Wednesday, July 30, 2014

Simply Cucumber/Squash Vine Borer Control

Cucumber/Squash Vine Borer
I hope everyone is having a great week. On today's post, we are going to give you a little bit of information about cucumber/squash vine borers.  Typically, these pests affect squash and pumpkins, but they can also affect cucumbers and melons.  Unfortunately, we have had a visit from these evil creatures and they devastated my cucumbers.  I did manage to salvage enough for 6 pints of pickles, so all was not lost.  The vine borers look similar to wasps and will lay their eggs on the underside of the plant's leaves.  Once the larvae hatch, they will bore into the stems of the plant to feed.  If you look closely, you may see saw dust like frass around the holes in the stem.

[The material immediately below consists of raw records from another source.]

use crate::infra::audit::{AuditEventType, AuditLogger};
use crate::runtime::config::RuntimeConfig;
use crate::runtime::error::AppError;
use crate::runtime::logging::init_tracing;
use crate::runtime::telemetry::{self, EventRecorder};
use scada_core::poller::DEFAULT_STOP_TIMEOUT;
use scada_core::{
    ConnectionManager, ControlPanel, EventBus, Layout, MonitorPlan, PollConfig, Poller,
    PulseController, RoleMap, Shared, SimulatedPlc, TagAccessor, TagRegistry, TimerQueue,
};
use scada_io::auth::AuthConfig;
use scada_io::bridge::{Bridge, BridgeConfig, CommandOutcome};
use scada_io::config::{PlcConnectionConfig, RoleMappingFile, TagConfigFile};
use scada_io::metrics::{PULSE_RESET_FAILURES, RECONNECT_ATTEMPTS};
use scada_io::protocol::CommandAction;
use scada_io::transport_modbus::{ModbusConfig, ModbusTransport};
use scada_io::ConfigError;
use std::path::{Path, PathBuf};
use std::sync::atomic::{AtomicBool, Ordering};
use std::sync::Arc;
use std::thread;
use std::time::{Duration, Instant};
use tracing::{debug, info, warn};

pub fn run_from_args() -> Result<(), AppError> {
    let config = RuntimeConfig::from_env()?;
    if config.show_help {
        RuntimeConfig::print_help();
        return Ok(());
    }
    run(config)
}

pub fn run(config: RuntimeConfig) -> Result<(), AppError> {
    let _log_guard = init_tracing(config.json_logs, config.log_dir.as_deref())?;

    telemetry::init();
    let ready = Arc::new(AtomicBool::new(false));
    let _metrics_handle = telemetry::start_metrics_server(&config.metrics_addr, ready.clone());

    let audit_logger = init_audit_logger(config.audit_path.as_deref())?;

    let layout = config.layout;
    let (registry, tag_connection) = load_registry(&config.tags_path)?;
    let role_file = RoleMappingFile::load_or_default(&config.roles_path)?;
    let roles = match &role_file {
        Some(file) => file.role_map(layout, &registry),
        None => RoleMap::for_layout(layout, &registry),
    };
    let connection_config = resolve_connection(
        &config,
        role_file.as_ref().and_then(|f| f.plc_connection.as_ref()),
        tag_connection.as_ref(),
    );
    let endpoint = connection_config.endpoint();

    info!(
        tags = registry.len(),
        roles = roles.len(),
        ?layout,
        plc = %endpoint,
        simulate = config.simulate,
        "Configuration loaded"
    );

    let connection = Arc::new(if config.simulate {
        ConnectionManager::new(SimulatedPlc::new())
    } else {
        let transport = ModbusTransport::new(ModbusConfig {
            port: config.modbus_port,
            unit_id: config.modbus_unit,
            holding_db: config.modbus_db,
            ..ModbusConfig::default()
        })
        .map_err(|source| AppError::Spawn {
            what: "modbus runtime",
            source,
        })?;
        ConnectionManager::new(transport)
    });
    if let Err(e) = connection.connect(endpoint.clone()) {
        warn!(error = %e, retry_secs = config.reconnect_interval.as_secs(), "Initial PLC connect failed, will retry");
    }

    if let Some(ref logger) = audit_logger {
        logger.record(
            AuditEventType::SystemStart,
            serde_json::json!({
                "version": env!("CARGO_PKG_VERSION"),
                "plc": endpoint.to_string(),
                "connected": connection.is_connected(),
                "layout": format!("{layout:?}"),
                "bridge_enabled": config.bridge_enabled,
                "metrics_enabled": config.metrics_addr.is_some(),
            }),
        );
    }

    let accessor = TagAccessor::new(connection.clone());
    let timers = Arc::new(TimerQueue::new().map_err(|source| AppError::Spawn {
        what: "pulse timer",
        source,
    })?);
    let pulses = PulseController::new(accessor.clone(), timers.clone(), config.pulse_width);
    let registry = Arc::new(Shared::new(registry));
    let roles = Arc::new(Shared::new(roles));

    let stop = Arc::new(AtomicBool::new(false));
    let bus = EventBus::new();

    let recorder_handle = telemetry::start_event_recorder(
        bus.subscribe(),
        EventRecorder::new(audit_logger.clone(), ready.clone()),
        stop.clone(),
    )
    .map_err(|source| AppError::Spawn {
        what: "telemetry thread",
        source,
    })?;

    let bridge_handle = if config.bridge_enabled {
        let bridge = Bridge::bind(build_bridge_config(&config)).map_err(|source| {
            AppError::Spawn {
                what: "operator bridge",
                source,
            }
        })?;
        let panel = ControlPanel::new(
            accessor.clone(),
            pulses.clone(),
            registry.clone(),
            roles.clone(),
        )
        .confirm_with_pulse(config.confirm_pulse);
        let persister = CommandRecorder {
            audit: audit_logger.clone(),
            registry: registry.clone(),
            roles: roles.clone(),
            layout,
            tags_path: config.tags_path.clone(),
            roles_path: config.roles_path.clone(),
            tag_connection: tag_connection.clone(),
            connection: connection_config.clone(),
        };
        let events = bus.subscribe();
        let stop_bridge = stop.clone();
        let handle = thread::Builder::new()
            .name("bridge".to_string())
            .spawn(move || {
                bridge.run(panel, events, stop_bridge, |outcome| {
                    persister.on_command(outcome)
                })
            })
            .map_err(|source| AppError::Spawn {
                what: "bridge thread",
                source,
            })?;
        Some(handle)
    } else {
        info!("Bridge disabled");
        None
    };

    let poller = Poller::new(
        accessor,
        registry.clone(),
        roles.clone(),
        MonitorPlan::for_layout(layout),
        PollConfig::new(config.poll_interval),
        bus,
    )
    .spawn()
    .map_err(|source| AppError::Spawn {
        what: "poller thread",
        source,
    })?;

    info!(
        interval_ms = config.poll_interval.as_millis() as u64,
        pulse_ms = config.pulse_width.as_millis() as u64,
        "scada-plc running"
    );

    supervise(&config, &connection, &pulses, audit_logger.as_deref());

    let stats = poller.stop(DEFAULT_STOP_TIMEOUT);
    stop.store(true, Ordering::Relaxed);
    if let Some(handle) = bridge_handle {
        let _ = handle.join();
    }
    let _ = recorder_handle.join();

    // Last handle to the timer queue: pending resets run before disconnect.
    drop(pulses);
    drop(timers);
    connection.disconnect();

    let stats = stats?;
    info!(
        cycles_executed = stats.cycles_executed,
        cycles_disconnected = stats.cycles_disconnected,
        read_failures = stats.read_failures,
        alarm_edges = stats.alarm_edges,
        overruns = stats.overruns,
        max_cycle_us = stats.max_cycle_us,
        "Run complete"
    );
    if let Some(ref logger) = audit_logger {
        logger.record(
            AuditEventType::SystemShutdown,
            serde_json::json!({
                "cycles_executed": stats.cycles_executed,
                "cycles_disconnected": stats.cycles_disconnected,
                "read_failures": stats.read_failures,
                "alarm_edges": stats.alarm_edges,
            }),
        );
    }
    Ok(())
}

/// Keeps the PLC link up until the run deadline, if any.
fn supervise(
    config: &RuntimeConfig,
    connection: &ConnectionManager,
    pulses: &PulseController,
    audit: Option<&AuditLogger>,
) {
    let deadline = config
        .run_seconds
        .map(|secs| Instant::now() + Duration::from_secs(secs));
    if let Some(secs) = config.run_seconds {
        info!(seconds = secs, "Running for limited duration");
    }
    let mut next_attempt = Instant::now() + config.reconnect_interval;

    while deadline.map_or(true, |d| Instant::now() < d) {
        if !connection.is_connected() && Instant::now() >= next_attempt {
            RECONNECT_ATTEMPTS.inc();
            match connection.reconnect() {
                Ok(()) => info!("PLC reconnected"),
                Err(e) => {
                    debug!(error = %e, "PLC reconnect failed");
                    if let Some(logger) = audit {
                        logger.record(
                            AuditEventType::ReconnectFailed,
                            serde_json::json!({ "error": e.to_string() }),
                        );
                    }
                }
            }
            next_attempt = Instant::now() + config.reconnect_interval;
        }
        PULSE_RESET_FAILURES.set(pulses.failed_resets() as f64);
        thread::sleep(Duration::from_millis(100));
    }
}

You can attempt to prevent these creatures from destroying your crop by using prevention methods.  One way is to cover your crop with a row cover to prevent the bugs from getting to your plants.  You will want to remove the cover when the plant begins to bloom, so that bees and other pollinators can fertilize the blossoms.  Diatomaceous Earth is way you can stop the bugs dead in their tracks.  It's a white chalk like powder which is the fossilized remains of marine phytoplankton, so it's all natural.  You generously sprinkle this on the stems of the plants early in the morning, when they are still wet with dew.  The diatomaceous earth is sharp, so when the insects walk over them, it will tear open their exoskeletons and allow infection which will kill the insects. (We will have another post about this product at another time).  Another way to protect your plants would be to wrap the base stems with aluminum foil.  I have not tried this method, but a friend says it works well.

At the end of the season, you will want to destroy the plants and till the ground.  Next season, you will want to move where you plant your affected plants since the larvae of the vine borer may overwinter in the ground. You can also till the ground again in the later winter/early spring to expose the larvae and allow the frost/freeze to kill any larvae that attempts to overwinter.